During World War II, the General Conference initially divided responsibility for MCC training and promotion among Floyd G. Ashbaugh in the Pacific and North Pacific unions; Everett N. Dick in the Northern, Central, Southwestern, and Lake unions; and Chris P. Sorensen in the East Coast unions. Of the three, Dick was the only one whose attention was not divided by other responsibilities. In March of 1941, he was made the sole director of training across the nation. Actual cadet instruction, however, occurred at the local level in schools and churches.
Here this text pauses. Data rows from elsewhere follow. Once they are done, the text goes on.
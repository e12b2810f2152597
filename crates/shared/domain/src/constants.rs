//! Table names and URL prefixes that more than one crate must agree on.

pub const BRAND: &str = "brand";
pub const MODEL: &str = "model";
pub const FEATURE: &str = "feature";

/// Mount point of the catalog pages.
pub const CATALOG_PATH: &str = "/catalog";
/// Mount point of the uploaded files; the upload namespace is the next segment.
pub const UPLOADS_PATH: &str = "/uploads";
pub const HEALTH_PATH: &str = "/health";
//! Sandboxed file storage for uploaded assets.
//!
//! Every path handed to [`Storage`] or [`NamespacedStorage`] is relative to a canonical
//! root directory; absolute paths, `..` escapes and symlinks pointing outside the root
//! are rejected. Writes go through a unique temp file, `fsync` and a rename, so readers
//! (including a static file server mounted on the same directory) never observe a
//! partially written file. Temp files orphaned by a crash are purged on connect.
//!
//! ```rust
//! use showroom_storage::{Storage, StorageError};
//!
//! #[tokio::main]
//! async fn main() -> Result<(), StorageError> {
//!     # let tmp = tempfile::tempdir().unwrap();
//!     let storage = Storage::builder().root(tmp.path().join("uploads")).connect().await?;
//!
//!     let logos = storage.namespace("brand")?;
//!     logos.write("logo-1700000000000.png", b"\x89PNG").await?;
//!     assert!(logos.exists("logo-1700000000000.png")?);
//!     Ok(())
//! }
//! ```

mod builder;
mod engine;
mod error;
mod maintenance;
mod namespace;
mod security;

pub use builder::StorageBuilder;
pub use engine::Storage;
pub use error::{StorageError, StorageErrorExt};
pub use namespace::{NamespaceName, NamespacedStorage};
When the MCC was reactivated in 1950, Dick continued as director of training, holding this position until 1958, when he was replaced by one of his protégés, Clark Smith. Training during this era revolved around the annual summer camp at Camp Desmond T. Doss in Grand Ledge, Michigan, but also expanded to other countries, particularly in Far East Asia and Latin America. Smith remained the director of training until the final national training camp was held in 1971.4
The MCC played an important role during a difficult and unique time in history, allowing Seventh-day Adventists to serve their respective home countries with honor by offering life-saving humanitarian aid in compliance with Christian principles. The number of Adventists who benefited from MCC training and who served in the armed forces is unknown, but can be conservatively estimated in the tens of thousands.
1 Everett N. Dick, “The Adventist Medical Cadet Corps: As Seen by its Founder,” Adventist Heritage 1, no. 2, July 1974, pp. 18-27.
2 Cyril B. Courville, “Schedule of Coming Meetings: 47th General Hospital,” The Hospitalers: 47th General Hospital, Dec. 1937, 3, accessed May 24, 2020, https://scholarsrepository.llu.edu/cgi/viewcontent.cgi?article=1000&context=hospitalers.
3 General Conference Committee Minutes, Oct. 15, 1939, 1257-1259, General Conference Archives, accessed June 16, 2020, https://documents.adventistarchives.org/Minutes/GCC/GCC1939-10.pdf.
4 Everett N. Dick, “The Adventist Medical Cadet Corps: As Seen by its Founder.”